Highlights from my collection of nineteenth and early twentieth century photographs (cabinet photographs, cartes de visite (cdvs), albumen prints, real photographic postcards) of men with moustaches (or mustaches, depending on which side of the pond you hail from). We travel the world gleaning bits of information whilst admiring the expertly twirled moustaches on display.

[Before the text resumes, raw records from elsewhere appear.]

//! # Bus Telemetry
//!
//! Logging and metrics plumbing for processes hosting a `MessageBus`.
//!
//! ## Components
//!
//! - **Logs**: `tracing-subscriber` registry with `EnvFilter`, pretty or JSON output
//! - **Metrics**: Prometheus counters, gauges and histograms fed by [`PrometheusSink`]
//!
//! ## Usage
//!
//! ```rust,ignore
//! use bus_telemetry::{init_telemetry, PrometheusSink, TelemetryConfig};
//! use layer_bus::MessageBus;
//!
//! #[tokio::main]
//! async fn main() {
//!     let _guard = init_telemetry(&TelemetryConfig::from_env()).expect("telemetry");
//!     let bus = MessageBus::builder()
//!         .metrics_sink(std::sync::Arc::new(PrometheusSink::new()))
//!         .build()
//!         .expect("valid config");
//!
//!     // Serve `bus_telemetry::encode_metrics()` from your metrics endpoint.
//! }
//! ```
//!
//! ## Environment Variables
//!
//! | Variable | Default | Description |
//! |----------|---------|-------------|
//! | `BUS_SERVICE_NAME` | `layer-bus` | Service name in the startup log |
//! | `BUS_LOG_LEVEL` / `RUST_LOG` | `info` | Log filter |
//! | `BUS_JSON_LOGS` | `false` | JSON output |
//! | `BUS_CONSOLE_OUTPUT` | `true` | Write logs to stdout |

#![cfg_attr(test, allow(clippy::unwrap_used))]

mod config;
mod metrics;
mod sink;
mod tracing_setup;

pub use config::TelemetryConfig;
pub use metrics::{
    encode_metrics, register_metrics, MetricsHandle, BUS_DISPATCH_DURATION, BUS_EVENT_HANDLERS,
    BUS_MESSAGES, BUS_TRACES, REGISTRY,
};
pub use sink::PrometheusSink;
pub use tracing_setup::init_tracing;

use thiserror::Error;

/// Telemetry initialization errors
#[derive(Error, Debug)]
pub enum TelemetryError {
    #[error("Failed to initialize tracing subscriber: {0}")]
    TracingInit(String),

    #[error("Failed to initialize Prometheus metrics: {0}")]
    MetricsInit(String),
}

/// Register metrics and install the log subscriber.
///
/// Returns a guard to hold for the lifetime of the application.
pub fn init_telemetry(config: &TelemetryConfig) -> Result<TelemetryGuard, TelemetryError> {
    let metrics_handle = register_metrics()?;
    tracing_setup::init_tracing(config)?;

    Ok(TelemetryGuard {
        _metrics: metrics_handle,
    })
}

/// Guard that keeps telemetry active.
pub struct TelemetryGuard {
    _metrics: MetricsHandle,
}

impl Drop for TelemetryGuard {
    fn drop(&mut self) {
        tracing::info!("Shutting down telemetry...");
    }
}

Sunday 10th Movember: Marathon, New York

If you google Marathon, New York these days you, of course, get reams of entries for the annual running race in which the worthy and the foolish run side by side for glory. Back in the 1870s, however, Marathon, New York meant simply the town of Marathon, named thus in 1828 but first settled way back in 1794. The town, still extant, is crossed by the Tioughnioga River which is a native word for the "meeting of waters." Imagine then this town in the late 1870s, and at the meeting of the waters a meeting of three men, newspaper men all, who convene in a bar for a quick invigorating brandy before heading over to Cortland Street to get their collective photo taken at Minard's Fine Art Gallery. Feeling pretty flush, they order themselves some hand-tinted cabinet cards for each of their wives alongside a batch of the more ordinary photographs for clients, before heading back to their office and to the more serious business of publishing a newspaper and, hopefully, making some money along the way...

Hand-tinted cabinet photograph. Marathon, New York, USA.